# Directions for this task
Read the data that follows. Then repeat it exactly.

[Stored items]

+ + + + + + +

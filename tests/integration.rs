// SPDX-License-Identifier: MPL-2.0
use iced_scan::config::{self, Config};
use iced_scan::i18n::fluent::I18n;
use iced_scan::media;
use iced_scan::scanner::{decode, Session};
use std::path::Path;
use tempfile::tempdir;

/// Writes a QR symbol for `text` as a PNG at `path`.
fn write_qr_png(text: &str, path: &Path) {
    let code = qrcode::QrCode::new(text.as_bytes()).expect("encode qr");
    let modules = code.width();
    let quiet = 4;
    let scale = 4;
    let edge = (modules + 2 * quiet) * scale;
    let mut pixels = vec![255u8; edge * edge];

    for (i, color) in code.to_colors().iter().enumerate() {
        if *color == qrcode::Color::Dark {
            let mx = i % modules;
            let my = i / modules;
            for dy in 0..scale {
                for dx in 0..scale {
                    let px = (quiet + mx) * scale + dx;
                    let py = (quiet + my) * scale + dy;
                    pixels[py * edge + px] = 0;
                }
            }
        }
    }

    let img = image_rs::GrayImage::from_raw(edge as u32, edge as u32, pixels).expect("image");
    img.save(path).expect("write png");
}

#[test]
fn test_language_change_via_config() {
    let dir = tempdir().expect("Failed to create temporary directory");
    let temp_config_file_path = dir.path().join("settings.toml");

    // 1. Initial config: en-US
    let initial_config = Config {
        language: Some("en-US".to_string()),
        camera_index: Some(0),
        mirror_preview: Some(true),
    };
    config::save_to_path(&initial_config, &temp_config_file_path)
        .expect("Failed to write initial config file");

    let loaded_initial_config = config::load_from_path(&temp_config_file_path)
        .expect("Failed to load initial config from path");
    let i18n_en = I18n::new(None, &loaded_initial_config);
    assert_eq!(i18n_en.current_locale().to_string(), "en-US");

    // 2. Change config to fr
    let french_config = Config {
        language: Some("fr".to_string()),
        camera_index: Some(0),
        mirror_preview: Some(true),
    };
    config::save_to_path(&french_config, &temp_config_file_path)
        .expect("Failed to write french config file");

    let loaded_french_config = config::load_from_path(&temp_config_file_path)
        .expect("Failed to load french config from path");
    let i18n_fr = I18n::new(None, &loaded_french_config);
    assert_eq!(i18n_fr.current_locale().to_string(), "fr");

    dir.close().expect("Failed to close temporary directory");
}

#[test]
fn upload_path_commits_result_and_preview_from_the_same_file() {
    let dir = tempdir().expect("temp dir");
    let qr_path = dir.path().join("hello.png");
    write_qr_png("HELLO", &qr_path);

    let mut session = Session::new();
    let ticket = session.begin_upload();

    // The two halves of the attempt, completing in file-read-first order.
    let preview = media::load_preview(&qr_path).expect("preview");
    session.preview_ready(ticket, preview);
    let text = decode::scan_image_file(&qr_path).expect("decode");
    assert!(session.upload_decoded(ticket, text));

    assert_eq!(session.result(), Some("HELLO"));
    assert!(session.preview().is_some());
    assert!(!session.is_scanning());
}

#[test]
fn upload_of_symbol_free_image_returns_session_to_scanning() {
    let dir = tempdir().expect("temp dir");
    let plain_path = dir.path().join("plain.png");
    image_rs::GrayImage::from_pixel(64, 64, image_rs::Luma([180u8]))
        .save(&plain_path)
        .expect("write png");

    let mut session = Session::new();
    let ticket = session.begin_upload();

    let preview = media::load_preview(&plain_path).expect("preview");
    session.preview_ready(ticket, preview);

    let outcome = decode::scan_image_file(&plain_path);
    assert!(outcome.is_err());
    assert!(session.upload_failed(ticket));

    assert!(session.is_scanning());
    assert!(session.result().is_none());
    assert!(session.preview().is_none());
}

#[test]
fn non_image_upload_is_rejected_before_any_decode() {
    let dir = tempdir().expect("temp dir");
    let text_path = dir.path().join("payload.txt");
    std::fs::write(&text_path, "QR codes are images").expect("write");

    assert!(!media::is_image_file(&text_path));
    assert_eq!(
        decode::scan_image_file(&text_path),
        Err(iced_scan::error::DecodeError::NotAnImage)
    );
}

#[test]
fn full_session_cycle_scans_again_after_reset() {
    let dir = tempdir().expect("temp dir");
    let qr_path = dir.path().join("again.png");
    write_qr_png("FIRST", &qr_path);

    let mut session = Session::new();

    // Live decode resolves the session.
    assert!(session.live_decoded("FIRST".to_string()));
    assert!(!session.is_scanning());

    // Scan another, then resolve through the upload path.
    session.reset();
    assert!(session.is_scanning());

    let ticket = session.begin_upload();
    let text = decode::scan_image_file(&qr_path).expect("decode");
    assert!(session.upload_decoded(ticket, text));
    assert_eq!(session.result(), Some("FIRST"));
}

+ + + + + + +

# Response to the task
filename tests/integration.rs
// SPDX-License-Identifier: MPL-2.0
use iced_scan::config::{self, Config};
use iced_scan::i18n::fluent::I18n;
use iced_scan::media;
use iced_scan::scanner::{decode, Session};
use std::path::Path;
use tempfile::tempdir;

/// Writes a QR symbol for `text` as a PNG at `path`.
fn write_qr_png(text: &str, path: &Path) {
    let code = qrcode::QrCode::new(text.as_bytes()).expect("encode qr");
    let modules = code.width();
    let quiet = 4;
    let scale = 4;
    let edge = (modules + 2 * quiet) * scale;
    let mut pixels = vec![255u8; edge * edge];

    for (i, color) in code.to_colors().iter().enumerate() {
        if *color == qrcode::Color::Dark {
            let mx = i % modules;
            let my = i / modules;
            for dy in 0..scale {
                for dx in 0..scale {
                    let px = (quiet + mx) * scale + dx;
                    let py = (quiet + my) * scale + dy;
                    pixels[py * edge + px] = 0;
                }
            }
        }
    }

    let img = image_rs::GrayImage::from_raw(edge as u32, edge as u32, pixels).expect("image");
    img.save(path).expect("write png");
}

#[test]
fn test_language_change_via_config() {
    let dir = tempdir().expect("Failed to create temporary directory");
    let temp_config_file_path = dir.path().join("settings.toml");

    // 1. Initial config: en-US
    let initial_config = Config {
        language: Some("en-US".to_string()),
        camera_index: Some(0),
        mirror_preview: Some(true),
    };
    config::save_to_path(&initial_config, &temp_config_file_path)
        .expect("Failed to write initial config file");

    let loaded_initial_config = config::load_from_path(&temp_config_file_path)
        .expect("Failed to load initial config from path");
    let i18n_en = I18n::new(None, &loaded_initial_config);
    assert_eq!(i18n_en.current_locale().to_string(), "en-US");

    // 2. Change config to fr
    let french_config = Config {
        language: Some("fr".to_string()),
        camera_index: Some(0),
        mirror_preview: Some(true),
    };
    config::save_to_path(&french_config, &temp_config_file_path)
        .expect("Failed to write french config file");

    let loaded_french_config = config::load_from_path(&temp_config_file_path)
        .expect("Failed to load french config from path");
    let i18n_fr = I18n::new(None, &loaded_french_config);
    assert_eq!(i18n_fr.current_locale().to_string(), "fr");

    dir.close().expect("Failed to close temporary directory");
}

#[test]
fn upload_path_commits_result_and_preview_from_the_same_file() {
    let dir = tempdir().expect("temp dir");
    let qr_path = dir.path().join("hello.png");
    write_qr_png("HELLO", &qr_path);

    let mut session = Session::new();
    let ticket = session.begin_upload();

    // The two halves of the attempt, completing in file-read-first order.
    let preview = media::load_preview(&qr_path).expect("preview");
    session.preview_ready(ticket, preview);
    let text = decode::scan_image_file(&qr_path).expect("decode");
    assert!(session.upload_decoded(ticket, text));

    assert_eq!(session.result(), Some("HELLO"));
    assert!(session.preview().is_some());
    assert!(!session.is_scanning());
}

#[test]
fn upload_of_symbol_free_image_returns_session_to_scanning() {
    let dir = tempdir().expect("temp dir");
    let plain_path = dir.path().join("plain.png");
    image_rs::GrayImage::from_pixel(64, 64, image_rs::Luma([180u8]))
        .save(&plain_path)
        .expect("write png");

    let mut session = Session::new();
    let ticket = session.begin_upload();

    let preview = media::load_preview(&plain_path).expect("preview");
    session.preview_ready(ticket, preview);

    let outcome = decode::scan_image_file(&plain_path);
    assert!(outcome.is_err());
    assert!(session.upload_failed(ticket));

    assert!(session.is_scanning());
    assert!(session.result().is_none());
    assert!(session.preview().is_none());
}

#[test]
fn non_image_upload_is_rejected_before_any_decode() {
    let dir = tempdir().expect("temp dir");
    let text_path = dir.path().join("payload.txt");
    std::fs::write(&text_path, "QR codes are images").expect("write");

    assert!(!media::is_image_file(&text_path));
    assert_eq!(
        decode::scan_image_file(&text_path),
        Err(iced_scan::error::DecodeError::NotAnImage)
    );
}

#[test]
fn full_session_cycle_scans_again_after_reset() {
    let dir = tempdir().expect("temp dir");
    let qr_path = dir.path().join("again.png");
    write_qr_png("FIRST", &qr_path);

    let mut session = Session::new();

    // Live decode resolves the session.
    assert!(session.live_decoded("FIRST".to_string()));
    assert!(!session.is_scanning());

    // Scan another, then resolve through the upload path.
    session.reset();
    assert!(session.is_scanning());

    let ticket = session.begin_upload();
    let text = decode::scan_image_file(&qr_path).expect("decode");
    assert!(session.upload_decoded(ticket, text));
    assert_eq!(session.result(), Some("FIRST"));
}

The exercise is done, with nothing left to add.